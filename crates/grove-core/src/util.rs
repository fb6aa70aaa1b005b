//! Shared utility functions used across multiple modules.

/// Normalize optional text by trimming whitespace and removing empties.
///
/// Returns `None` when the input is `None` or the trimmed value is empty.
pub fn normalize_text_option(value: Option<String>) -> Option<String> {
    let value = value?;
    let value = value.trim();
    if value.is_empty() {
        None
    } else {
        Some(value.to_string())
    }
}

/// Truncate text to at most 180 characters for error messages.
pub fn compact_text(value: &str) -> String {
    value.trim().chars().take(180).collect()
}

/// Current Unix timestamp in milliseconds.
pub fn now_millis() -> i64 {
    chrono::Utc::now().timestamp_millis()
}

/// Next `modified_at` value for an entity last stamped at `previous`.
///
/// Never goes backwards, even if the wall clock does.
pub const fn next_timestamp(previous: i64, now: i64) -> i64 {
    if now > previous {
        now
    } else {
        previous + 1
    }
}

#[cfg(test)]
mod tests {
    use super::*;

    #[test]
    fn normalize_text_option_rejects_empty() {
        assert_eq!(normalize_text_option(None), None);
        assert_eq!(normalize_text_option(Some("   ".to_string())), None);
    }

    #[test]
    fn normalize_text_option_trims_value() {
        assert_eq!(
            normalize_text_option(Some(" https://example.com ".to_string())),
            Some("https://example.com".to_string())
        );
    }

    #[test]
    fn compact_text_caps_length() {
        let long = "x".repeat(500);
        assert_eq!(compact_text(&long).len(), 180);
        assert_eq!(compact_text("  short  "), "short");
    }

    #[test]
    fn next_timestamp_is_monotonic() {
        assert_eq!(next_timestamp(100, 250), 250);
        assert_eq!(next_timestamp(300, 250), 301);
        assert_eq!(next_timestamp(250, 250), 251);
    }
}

****************************************

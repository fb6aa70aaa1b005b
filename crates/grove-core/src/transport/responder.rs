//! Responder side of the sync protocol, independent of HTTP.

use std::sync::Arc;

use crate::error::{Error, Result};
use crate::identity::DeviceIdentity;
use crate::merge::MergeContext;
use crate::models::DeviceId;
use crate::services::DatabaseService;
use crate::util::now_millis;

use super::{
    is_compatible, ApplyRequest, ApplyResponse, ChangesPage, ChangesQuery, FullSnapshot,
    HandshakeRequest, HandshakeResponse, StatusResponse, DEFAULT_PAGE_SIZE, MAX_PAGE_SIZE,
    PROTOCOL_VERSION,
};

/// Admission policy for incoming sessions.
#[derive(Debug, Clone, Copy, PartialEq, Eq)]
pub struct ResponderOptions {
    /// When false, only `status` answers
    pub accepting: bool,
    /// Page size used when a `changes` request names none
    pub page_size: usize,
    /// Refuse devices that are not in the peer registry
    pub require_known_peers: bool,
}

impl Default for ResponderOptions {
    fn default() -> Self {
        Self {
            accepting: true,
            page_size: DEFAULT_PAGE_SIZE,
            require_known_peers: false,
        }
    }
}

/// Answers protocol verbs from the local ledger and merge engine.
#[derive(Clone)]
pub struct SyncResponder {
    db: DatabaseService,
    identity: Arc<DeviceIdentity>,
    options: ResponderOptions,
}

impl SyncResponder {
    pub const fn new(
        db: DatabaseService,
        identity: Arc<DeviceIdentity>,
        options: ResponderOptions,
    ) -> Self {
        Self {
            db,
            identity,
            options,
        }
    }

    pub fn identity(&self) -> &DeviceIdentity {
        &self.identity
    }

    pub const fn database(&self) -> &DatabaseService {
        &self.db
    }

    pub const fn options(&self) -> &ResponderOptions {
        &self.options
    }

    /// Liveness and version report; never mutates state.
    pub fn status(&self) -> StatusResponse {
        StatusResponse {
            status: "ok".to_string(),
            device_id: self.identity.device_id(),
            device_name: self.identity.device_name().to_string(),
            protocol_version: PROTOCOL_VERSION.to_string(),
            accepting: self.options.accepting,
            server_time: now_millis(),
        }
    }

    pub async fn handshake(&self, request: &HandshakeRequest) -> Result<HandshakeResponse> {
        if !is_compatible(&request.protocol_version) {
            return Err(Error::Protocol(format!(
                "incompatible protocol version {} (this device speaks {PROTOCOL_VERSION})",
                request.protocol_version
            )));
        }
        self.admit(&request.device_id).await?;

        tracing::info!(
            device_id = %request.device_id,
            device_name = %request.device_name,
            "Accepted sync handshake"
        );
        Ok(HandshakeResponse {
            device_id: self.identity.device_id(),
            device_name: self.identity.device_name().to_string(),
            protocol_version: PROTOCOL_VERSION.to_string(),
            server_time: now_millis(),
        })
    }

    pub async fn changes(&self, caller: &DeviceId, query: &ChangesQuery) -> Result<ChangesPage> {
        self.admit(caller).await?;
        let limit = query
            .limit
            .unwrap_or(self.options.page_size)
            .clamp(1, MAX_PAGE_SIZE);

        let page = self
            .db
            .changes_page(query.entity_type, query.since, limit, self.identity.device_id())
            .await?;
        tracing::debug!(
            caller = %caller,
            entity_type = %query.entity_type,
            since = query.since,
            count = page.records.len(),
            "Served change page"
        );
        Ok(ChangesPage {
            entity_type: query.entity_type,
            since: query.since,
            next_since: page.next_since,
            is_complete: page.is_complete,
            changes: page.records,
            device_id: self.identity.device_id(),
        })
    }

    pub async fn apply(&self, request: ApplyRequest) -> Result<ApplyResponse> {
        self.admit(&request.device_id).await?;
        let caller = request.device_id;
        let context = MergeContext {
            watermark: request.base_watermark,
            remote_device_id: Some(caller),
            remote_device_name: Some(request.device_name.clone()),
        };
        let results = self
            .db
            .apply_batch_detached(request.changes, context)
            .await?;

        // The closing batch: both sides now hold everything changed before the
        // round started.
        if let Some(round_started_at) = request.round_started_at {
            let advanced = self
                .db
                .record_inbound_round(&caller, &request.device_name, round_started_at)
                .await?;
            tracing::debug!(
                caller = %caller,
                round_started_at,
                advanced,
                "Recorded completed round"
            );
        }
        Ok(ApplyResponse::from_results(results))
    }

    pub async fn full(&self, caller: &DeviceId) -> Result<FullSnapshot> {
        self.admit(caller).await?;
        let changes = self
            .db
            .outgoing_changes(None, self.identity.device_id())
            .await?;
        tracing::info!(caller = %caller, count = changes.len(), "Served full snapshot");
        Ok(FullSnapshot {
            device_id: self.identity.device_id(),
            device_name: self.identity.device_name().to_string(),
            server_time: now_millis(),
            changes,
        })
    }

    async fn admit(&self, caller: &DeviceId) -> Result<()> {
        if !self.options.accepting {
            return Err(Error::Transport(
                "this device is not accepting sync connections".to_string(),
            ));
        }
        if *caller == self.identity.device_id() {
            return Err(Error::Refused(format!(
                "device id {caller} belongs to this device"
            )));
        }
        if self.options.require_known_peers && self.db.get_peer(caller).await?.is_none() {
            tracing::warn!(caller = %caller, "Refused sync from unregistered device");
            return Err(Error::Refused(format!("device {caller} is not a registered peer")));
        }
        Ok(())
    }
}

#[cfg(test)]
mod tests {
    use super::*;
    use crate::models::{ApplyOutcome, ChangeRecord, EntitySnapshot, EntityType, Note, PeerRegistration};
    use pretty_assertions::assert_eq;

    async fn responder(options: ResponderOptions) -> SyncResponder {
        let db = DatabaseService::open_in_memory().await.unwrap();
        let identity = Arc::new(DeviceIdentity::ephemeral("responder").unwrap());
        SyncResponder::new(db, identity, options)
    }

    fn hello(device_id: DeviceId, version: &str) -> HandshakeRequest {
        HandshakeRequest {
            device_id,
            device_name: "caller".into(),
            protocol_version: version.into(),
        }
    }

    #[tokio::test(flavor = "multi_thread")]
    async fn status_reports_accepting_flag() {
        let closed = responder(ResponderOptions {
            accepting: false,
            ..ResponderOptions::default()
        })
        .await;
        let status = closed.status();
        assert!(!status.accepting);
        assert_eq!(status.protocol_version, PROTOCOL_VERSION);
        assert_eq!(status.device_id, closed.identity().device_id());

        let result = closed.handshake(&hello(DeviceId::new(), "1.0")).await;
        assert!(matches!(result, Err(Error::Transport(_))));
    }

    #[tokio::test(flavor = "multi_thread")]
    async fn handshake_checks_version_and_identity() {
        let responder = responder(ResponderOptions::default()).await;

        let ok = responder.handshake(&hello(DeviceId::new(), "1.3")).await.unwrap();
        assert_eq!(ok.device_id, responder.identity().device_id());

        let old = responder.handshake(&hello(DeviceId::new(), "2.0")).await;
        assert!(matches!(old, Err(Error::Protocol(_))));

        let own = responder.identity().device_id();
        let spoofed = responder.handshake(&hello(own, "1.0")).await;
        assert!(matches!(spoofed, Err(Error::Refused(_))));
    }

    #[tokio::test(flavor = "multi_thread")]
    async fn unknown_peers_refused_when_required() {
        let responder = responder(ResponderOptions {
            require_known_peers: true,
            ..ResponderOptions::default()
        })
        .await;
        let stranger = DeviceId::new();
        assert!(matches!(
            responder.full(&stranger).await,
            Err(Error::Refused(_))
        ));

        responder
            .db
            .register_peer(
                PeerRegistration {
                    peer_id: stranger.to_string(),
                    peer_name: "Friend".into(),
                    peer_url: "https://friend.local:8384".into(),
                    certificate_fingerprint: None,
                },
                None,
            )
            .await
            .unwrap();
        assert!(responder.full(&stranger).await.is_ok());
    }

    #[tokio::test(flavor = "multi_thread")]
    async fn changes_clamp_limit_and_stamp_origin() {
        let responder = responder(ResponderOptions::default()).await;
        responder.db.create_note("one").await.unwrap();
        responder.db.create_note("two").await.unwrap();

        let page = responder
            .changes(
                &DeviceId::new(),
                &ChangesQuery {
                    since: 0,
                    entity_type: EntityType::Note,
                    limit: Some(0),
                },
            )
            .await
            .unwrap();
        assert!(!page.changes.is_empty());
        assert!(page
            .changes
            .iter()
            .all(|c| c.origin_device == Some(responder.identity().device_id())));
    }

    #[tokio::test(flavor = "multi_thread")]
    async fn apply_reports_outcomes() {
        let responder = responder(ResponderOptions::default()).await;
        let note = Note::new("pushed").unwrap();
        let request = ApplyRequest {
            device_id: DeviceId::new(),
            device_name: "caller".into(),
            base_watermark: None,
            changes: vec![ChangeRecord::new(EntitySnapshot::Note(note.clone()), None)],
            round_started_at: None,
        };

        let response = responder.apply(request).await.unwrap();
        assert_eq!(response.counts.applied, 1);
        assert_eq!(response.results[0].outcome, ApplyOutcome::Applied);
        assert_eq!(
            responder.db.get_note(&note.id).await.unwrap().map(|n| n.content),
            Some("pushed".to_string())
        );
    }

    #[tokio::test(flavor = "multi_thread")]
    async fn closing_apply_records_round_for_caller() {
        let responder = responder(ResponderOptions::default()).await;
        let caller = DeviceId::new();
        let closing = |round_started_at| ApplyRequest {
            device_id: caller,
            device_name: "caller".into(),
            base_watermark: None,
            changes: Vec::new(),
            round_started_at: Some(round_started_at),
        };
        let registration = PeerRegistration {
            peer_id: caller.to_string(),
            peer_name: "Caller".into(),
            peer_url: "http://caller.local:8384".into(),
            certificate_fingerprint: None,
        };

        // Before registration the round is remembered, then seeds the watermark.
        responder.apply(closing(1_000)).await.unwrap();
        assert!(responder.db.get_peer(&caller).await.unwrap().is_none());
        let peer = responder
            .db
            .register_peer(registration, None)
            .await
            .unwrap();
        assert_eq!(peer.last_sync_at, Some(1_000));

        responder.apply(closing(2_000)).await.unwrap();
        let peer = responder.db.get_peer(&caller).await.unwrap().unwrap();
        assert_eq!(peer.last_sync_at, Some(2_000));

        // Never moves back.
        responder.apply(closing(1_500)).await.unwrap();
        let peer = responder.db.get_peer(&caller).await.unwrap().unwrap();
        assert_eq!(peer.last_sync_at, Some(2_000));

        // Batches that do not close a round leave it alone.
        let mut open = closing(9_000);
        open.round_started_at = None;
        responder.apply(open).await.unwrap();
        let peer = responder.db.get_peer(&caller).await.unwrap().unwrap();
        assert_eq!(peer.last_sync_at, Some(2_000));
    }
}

****************************************

In the preceding material, find each line holding the word "tracing" and copy it out.

        tracing::info!(
        tracing::debug!(
            tracing::debug!(
        tracing::info!(caller = %caller, count = changes.len(), "Served full snapshot");
            tracing::warn!(caller = %caller, "Refused sync from unregistered device");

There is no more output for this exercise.